▸ ASSIGNMENT
Output all of the entries below precisely as written.

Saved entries

--- --- ---

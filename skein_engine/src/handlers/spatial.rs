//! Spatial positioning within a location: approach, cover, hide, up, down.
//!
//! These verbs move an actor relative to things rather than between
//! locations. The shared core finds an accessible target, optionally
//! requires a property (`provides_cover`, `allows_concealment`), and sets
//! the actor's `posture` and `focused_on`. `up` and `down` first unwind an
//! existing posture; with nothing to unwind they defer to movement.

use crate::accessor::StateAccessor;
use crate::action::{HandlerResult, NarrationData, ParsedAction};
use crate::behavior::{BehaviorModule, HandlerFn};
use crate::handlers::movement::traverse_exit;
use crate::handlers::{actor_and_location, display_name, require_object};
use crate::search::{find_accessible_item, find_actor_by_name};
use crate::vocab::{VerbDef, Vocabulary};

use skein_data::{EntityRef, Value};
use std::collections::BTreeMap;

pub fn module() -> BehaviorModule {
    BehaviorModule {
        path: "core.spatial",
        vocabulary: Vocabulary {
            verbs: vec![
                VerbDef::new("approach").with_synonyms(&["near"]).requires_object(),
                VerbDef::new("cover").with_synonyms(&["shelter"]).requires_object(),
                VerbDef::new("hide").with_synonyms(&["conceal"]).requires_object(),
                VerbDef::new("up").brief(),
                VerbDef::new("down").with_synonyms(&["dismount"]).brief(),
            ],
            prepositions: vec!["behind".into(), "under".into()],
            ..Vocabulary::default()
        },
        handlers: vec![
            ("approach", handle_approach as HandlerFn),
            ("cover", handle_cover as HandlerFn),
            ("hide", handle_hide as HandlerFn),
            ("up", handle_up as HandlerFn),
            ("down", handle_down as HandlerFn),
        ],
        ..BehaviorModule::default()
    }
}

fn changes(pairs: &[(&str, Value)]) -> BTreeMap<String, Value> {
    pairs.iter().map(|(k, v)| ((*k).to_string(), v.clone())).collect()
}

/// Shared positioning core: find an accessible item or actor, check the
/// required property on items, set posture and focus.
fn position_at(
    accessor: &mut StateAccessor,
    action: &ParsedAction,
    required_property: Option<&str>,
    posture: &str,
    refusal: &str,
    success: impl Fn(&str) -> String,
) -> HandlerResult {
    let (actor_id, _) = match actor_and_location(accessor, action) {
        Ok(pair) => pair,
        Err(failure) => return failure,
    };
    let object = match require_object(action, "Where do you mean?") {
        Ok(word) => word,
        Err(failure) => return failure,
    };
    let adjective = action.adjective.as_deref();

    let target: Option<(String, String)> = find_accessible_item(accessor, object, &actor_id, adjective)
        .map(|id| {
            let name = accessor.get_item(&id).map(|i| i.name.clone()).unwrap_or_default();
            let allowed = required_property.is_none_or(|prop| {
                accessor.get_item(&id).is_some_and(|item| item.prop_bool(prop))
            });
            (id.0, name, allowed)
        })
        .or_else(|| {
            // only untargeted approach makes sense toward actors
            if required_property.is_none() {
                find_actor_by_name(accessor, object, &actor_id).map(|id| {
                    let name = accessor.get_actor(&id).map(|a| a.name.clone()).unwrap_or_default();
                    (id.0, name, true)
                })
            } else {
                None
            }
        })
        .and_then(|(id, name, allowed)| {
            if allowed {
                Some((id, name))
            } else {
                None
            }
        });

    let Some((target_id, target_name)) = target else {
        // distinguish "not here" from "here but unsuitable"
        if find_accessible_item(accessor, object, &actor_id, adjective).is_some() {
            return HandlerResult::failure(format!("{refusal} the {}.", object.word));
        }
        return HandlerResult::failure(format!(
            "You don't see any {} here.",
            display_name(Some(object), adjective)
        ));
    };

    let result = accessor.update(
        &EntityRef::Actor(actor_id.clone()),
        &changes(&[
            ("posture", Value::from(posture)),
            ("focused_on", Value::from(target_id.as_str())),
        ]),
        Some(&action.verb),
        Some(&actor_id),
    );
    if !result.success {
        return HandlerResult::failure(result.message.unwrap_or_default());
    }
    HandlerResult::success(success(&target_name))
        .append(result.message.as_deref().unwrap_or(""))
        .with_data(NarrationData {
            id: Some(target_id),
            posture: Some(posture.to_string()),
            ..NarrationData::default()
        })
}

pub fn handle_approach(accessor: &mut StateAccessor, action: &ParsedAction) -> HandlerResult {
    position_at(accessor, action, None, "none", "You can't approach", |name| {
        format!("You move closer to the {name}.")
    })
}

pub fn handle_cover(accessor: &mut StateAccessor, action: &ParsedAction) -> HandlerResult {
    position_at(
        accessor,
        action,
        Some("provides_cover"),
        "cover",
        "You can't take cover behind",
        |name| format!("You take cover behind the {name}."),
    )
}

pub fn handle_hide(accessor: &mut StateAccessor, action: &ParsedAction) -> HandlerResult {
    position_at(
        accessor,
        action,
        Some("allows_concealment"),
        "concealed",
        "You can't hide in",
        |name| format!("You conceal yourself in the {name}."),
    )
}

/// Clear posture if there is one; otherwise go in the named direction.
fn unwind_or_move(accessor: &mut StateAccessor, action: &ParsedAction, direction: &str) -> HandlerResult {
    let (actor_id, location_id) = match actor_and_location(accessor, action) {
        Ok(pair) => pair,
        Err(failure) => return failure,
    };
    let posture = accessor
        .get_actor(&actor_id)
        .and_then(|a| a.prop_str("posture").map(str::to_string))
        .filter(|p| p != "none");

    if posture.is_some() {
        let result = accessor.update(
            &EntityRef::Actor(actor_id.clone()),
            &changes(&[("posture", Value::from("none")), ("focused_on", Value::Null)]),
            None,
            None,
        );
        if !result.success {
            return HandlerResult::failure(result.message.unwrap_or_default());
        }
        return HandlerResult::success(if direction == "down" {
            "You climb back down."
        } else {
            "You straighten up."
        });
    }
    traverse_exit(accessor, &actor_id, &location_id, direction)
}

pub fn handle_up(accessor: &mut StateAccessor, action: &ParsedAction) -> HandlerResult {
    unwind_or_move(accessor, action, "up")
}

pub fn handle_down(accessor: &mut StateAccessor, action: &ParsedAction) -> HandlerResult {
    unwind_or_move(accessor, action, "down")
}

--- --- ---

▸ SOLUTION TO THIS EXERCISE
filename skein_engine/src/handlers/spatial.rs
//! Spatial positioning within a location: approach, cover, hide, up, down.
//!
//! These verbs move an actor relative to things rather than between
//! locations. The shared core finds an accessible target, optionally
//! requires a property (`provides_cover`, `allows_concealment`), and sets
//! the actor's `posture` and `focused_on`. `up` and `down` first unwind an
//! existing posture; with nothing to unwind they defer to movement.

use crate::accessor::StateAccessor;
use crate::action::{HandlerResult, NarrationData, ParsedAction};
use crate::behavior::{BehaviorModule, HandlerFn};
use crate::handlers::movement::traverse_exit;
use crate::handlers::{actor_and_location, display_name, require_object};
use crate::search::{find_accessible_item, find_actor_by_name};
use crate::vocab::{VerbDef, Vocabulary};

use skein_data::{EntityRef, Value};
use std::collections::BTreeMap;

pub fn module() -> BehaviorModule {
    BehaviorModule {
        path: "core.spatial",
        vocabulary: Vocabulary {
            verbs: vec![
                VerbDef::new("approach").with_synonyms(&["near"]).requires_object(),
                VerbDef::new("cover").with_synonyms(&["shelter"]).requires_object(),
                VerbDef::new("hide").with_synonyms(&["conceal"]).requires_object(),
                VerbDef::new("up").brief(),
                VerbDef::new("down").with_synonyms(&["dismount"]).brief(),
            ],
            prepositions: vec!["behind".into(), "under".into()],
            ..Vocabulary::default()
        },
        handlers: vec![
            ("approach", handle_approach as HandlerFn),
            ("cover", handle_cover as HandlerFn),
            ("hide", handle_hide as HandlerFn),
            ("up", handle_up as HandlerFn),
            ("down", handle_down as HandlerFn),
        ],
        ..BehaviorModule::default()
    }
}

fn changes(pairs: &[(&str, Value)]) -> BTreeMap<String, Value> {
    pairs.iter().map(|(k, v)| ((*k).to_string(), v.clone())).collect()
}

/// Shared positioning core: find an accessible item or actor, check the
/// required property on items, set posture and focus.
fn position_at(
    accessor: &mut StateAccessor,
    action: &ParsedAction,
    required_property: Option<&str>,
    posture: &str,
    refusal: &str,
    success: impl Fn(&str) -> String,
) -> HandlerResult {
    let (actor_id, _) = match actor_and_location(accessor, action) {
        Ok(pair) => pair,
        Err(failure) => return failure,
    };
    let object = match require_object(action, "Where do you mean?") {
        Ok(word) => word,
        Err(failure) => return failure,
    };
    let adjective = action.adjective.as_deref();

    let target: Option<(String, String)> = find_accessible_item(accessor, object, &actor_id, adjective)
        .map(|id| {
            let name = accessor.get_item(&id).map(|i| i.name.clone()).unwrap_or_default();
            let allowed = required_property.is_none_or(|prop| {
                accessor.get_item(&id).is_some_and(|item| item.prop_bool(prop))
            });
            (id.0, name, allowed)
        })
        .or_else(|| {
            // only untargeted approach makes sense toward actors
            if required_property.is_none() {
                find_actor_by_name(accessor, object, &actor_id).map(|id| {
                    let name = accessor.get_actor(&id).map(|a| a.name.clone()).unwrap_or_default();
                    (id.0, name, true)
                })
            } else {
                None
            }
        })
        .and_then(|(id, name, allowed)| {
            if allowed {
                Some((id, name))
            } else {
                None
            }
        });

    let Some((target_id, target_name)) = target else {
        // distinguish "not here" from "here but unsuitable"
        if find_accessible_item(accessor, object, &actor_id, adjective).is_some() {
            return HandlerResult::failure(format!("{refusal} the {}.", object.word));
        }
        return HandlerResult::failure(format!(
            "You don't see any {} here.",
            display_name(Some(object), adjective)
        ));
    };

    let result = accessor.update(
        &EntityRef::Actor(actor_id.clone()),
        &changes(&[
            ("posture", Value::from(posture)),
            ("focused_on", Value::from(target_id.as_str())),
        ]),
        Some(&action.verb),
        Some(&actor_id),
    );
    if !result.success {
        return HandlerResult::failure(result.message.unwrap_or_default());
    }
    HandlerResult::success(success(&target_name))
        .append(result.message.as_deref().unwrap_or(""))
        .with_data(NarrationData {
            id: Some(target_id),
            posture: Some(posture.to_string()),
            ..NarrationData::default()
        })
}

pub fn handle_approach(accessor: &mut StateAccessor, action: &ParsedAction) -> HandlerResult {
    position_at(accessor, action, None, "none", "You can't approach", |name| {
        format!("You move closer to the {name}.")
    })
}

pub fn handle_cover(accessor: &mut StateAccessor, action: &ParsedAction) -> HandlerResult {
    position_at(
        accessor,
        action,
        Some("provides_cover"),
        "cover",
        "You can't take cover behind",
        |name| format!("You take cover behind the {name}."),
    )
}

pub fn handle_hide(accessor: &mut StateAccessor, action: &ParsedAction) -> HandlerResult {
    position_at(
        accessor,
        action,
        Some("allows_concealment"),
        "concealed",
        "You can't hide in",
        |name| format!("You conceal yourself in the {name}."),
    )
}

/// Clear posture if there is one; otherwise go in the named direction.
fn unwind_or_move(accessor: &mut StateAccessor, action: &ParsedAction, direction: &str) -> HandlerResult {
    let (actor_id, location_id) = match actor_and_location(accessor, action) {
        Ok(pair) => pair,
        Err(failure) => return failure,
    };
    let posture = accessor
        .get_actor(&actor_id)
        .and_then(|a| a.prop_str("posture").map(str::to_string))
        .filter(|p| p != "none");

    if posture.is_some() {
        let result = accessor.update(
            &EntityRef::Actor(actor_id.clone()),
            &changes(&[("posture", Value::from("none")), ("focused_on", Value::Null)]),
            None,
            None,
        );
        if !result.success {
            return HandlerResult::failure(result.message.unwrap_or_default());
        }
        return HandlerResult::success(if direction == "down" {
            "You climb back down."
        } else {
            "You straighten up."
        });
    }
    traverse_exit(accessor, &actor_id, &location_id, direction)
}

pub fn handle_up(accessor: &mut StateAccessor, action: &ParsedAction) -> HandlerResult {
    unwind_or_move(accessor, action, "up")
}

pub fn handle_down(accessor: &mut StateAccessor, action: &ParsedAction) -> HandlerResult {
    unwind_or_move(accessor, action, "down")
}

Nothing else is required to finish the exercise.